Activity: Search the listing below for lines that hold the word "index", and report only how many there are.

Data for review:
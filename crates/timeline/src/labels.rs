//! Display helpers for the scrubber and the readout panel.

use chrono::{DateTime, Utc};

use crate::model::{Timeline, abs_millis};

const HOUR_MS: f64 = 3_600_000.0;
const CURRENT_WINDOW_MS: i64 = 30 * 60 * 1000;

/// Samples between labelled ticks on the scrubber.
pub const HOUR_MARKER_EVERY: usize = 12;
/// How far back the AQI trend looks, in samples.
pub const TREND_LOOKBACK: usize = 6;
/// AQI change needed before a trend is reported.
pub const TREND_THRESHOLD: i64 = 5;

#[derive(Debug, Copy, Clone, PartialEq, Eq, Hash)]
pub enum Phase {
    Historical,
    Current,
    Forecast,
}

impl Phase {
    /// Samples within half an hour of `now` count as current.
    pub fn of(timestamp: DateTime<Utc>, now: DateTime<Utc>) -> Self {
        if abs_millis(timestamp, now) < CURRENT_WINDOW_MS {
            Phase::Current
        } else if timestamp < now {
            Phase::Historical
        } else {
            Phase::Forecast
        }
    }

    pub fn label(self) -> &'static str {
        match self {
            Phase::Historical => "Historical",
            Phase::Current => "Current",
            Phase::Forecast => "Forecast",
        }
    }
}

/// "Now", "+3h" or "-12h" relative to `now`, rounded to whole hours.
pub fn relative_label(timestamp: DateTime<Utc>, now: DateTime<Utc>) -> String {
    let ms = timestamp.signed_duration_since(now).num_milliseconds();
    let hours = (ms as f64 / HOUR_MS).round() as i64;
    match hours {
        0 => "Now".to_string(),
        h if h > 0 => format!("+{h}h"),
        h => format!("{h}h"),
    }
}

/// Indices that carry a labelled tick.
pub fn hour_markers(len: usize) -> impl Iterator<Item = usize> {
    (0..len).step_by(HOUR_MARKER_EVERY)
}

#[derive(Debug, Copy, Clone, PartialEq, Eq, Hash)]
pub enum Trend {
    Up,
    Down,
    Steady,
}

/// AQI trend at `index` against the sample [`TREND_LOOKBACK`] steps earlier
/// (or the first sample).
pub fn aqi_trend(timeline: &Timeline, index: usize) -> Option<Trend> {
    let current = timeline.get(index)?;
    let previous = timeline.get(index.saturating_sub(TREND_LOOKBACK))?;
    let delta = i64::from(current.air_quality.aqi) - i64::from(previous.air_quality.aqi);
    Some(if delta > TREND_THRESHOLD {
        Trend::Up
    } else if delta < -TREND_THRESHOLD {
        Trend::Down
    } else {
        Trend::Steady
    })
}

const COMPASS: [&str; 16] = [
    "N", "NNE", "NE", "ENE", "E", "ESE", "SE", "SSE", "S", "SSW", "SW", "WSW", "W", "WNW", "NW",
    "NNW",
];

/// 16-point compass name for a direction in degrees.
pub fn compass_point(degrees: f64) -> &'static str {
    if !degrees.is_finite() {
        return COMPASS[0];
    }
    let sector = (degrees.rem_euclid(360.0) / 22.5).round() as usize % COMPASS.len();
    COMPASS[sector]
}

#[cfg(test)]
mod tests {
    use super::*;
    use crate::model::{AirQualityReading, TimelineSample, WeatherReading};
    use chrono::{Duration, TimeZone};
    use pretty_assertions::assert_eq;
    use rstest::rstest;

    fn now() -> DateTime<Utc> {
        Utc.with_ymd_and_hms(2025, 10, 5, 12, 0, 0).unwrap()
    }

    #[test]
    fn phase_uses_half_hour_window() {
        assert_eq!(Phase::of(now() + Duration::minutes(29), now()), Phase::Current);
        assert_eq!(Phase::of(now() - Duration::minutes(30), now()), Phase::Historical);
        assert_eq!(Phase::of(now() + Duration::hours(2), now()), Phase::Forecast);
    }

    #[test]
    fn relative_labels() {
        assert_eq!(relative_label(now(), now()), "Now");
        assert_eq!(relative_label(now() + Duration::minutes(20), now()), "Now");
        assert_eq!(relative_label(now() + Duration::hours(6), now()), "+6h");
        assert_eq!(relative_label(now() - Duration::hours(24), now()), "-24h");
    }

    #[test]
    fn markers_every_twelve_samples() {
        let markers: Vec<_> = hour_markers(97).collect();
        assert_eq!(markers, vec![0, 12, 24, 36, 48, 60, 72, 84, 96]);
    }

    #[test]
    fn trend_against_six_samples_back() {
        let samples = [10, 10, 10, 10, 10, 10, 16, 4, 12]
            .iter()
            .enumerate()
            .map(|(i, aqi)| TimelineSample {
                timestamp: now() + Duration::hours(i as i64),
                air_quality: AirQualityReading {
                    aqi: *aqi,
                    ..Default::default()
                },
                weather: WeatherReading::UNKNOWN,
            })
            .collect();
        let tl = Timeline::from_samples(samples).unwrap();

        assert_eq!(aqi_trend(&tl, 6), Some(Trend::Up));
        assert_eq!(aqi_trend(&tl, 7), Some(Trend::Down));
        assert_eq!(aqi_trend(&tl, 8), Some(Trend::Steady));
        assert_eq!(aqi_trend(&tl, 2), Some(Trend::Steady));
        assert_eq!(aqi_trend(&tl, 9), None);
    }

    #[rstest]
    #[case(0.0, "N")]
    #[case(11.0, "N")]
    #[case(12.0, "NNE")]
    #[case(90.0, "E")]
    #[case(225.0, "SW")]
    #[case(350.0, "N")]
    #[case(-90.0, "W")]
    fn compass_points(#[case] degrees: f64, #[case] expected: &str) {
        assert_eq!(compass_point(degrees), expected);
    }
}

Response to the exercise: 4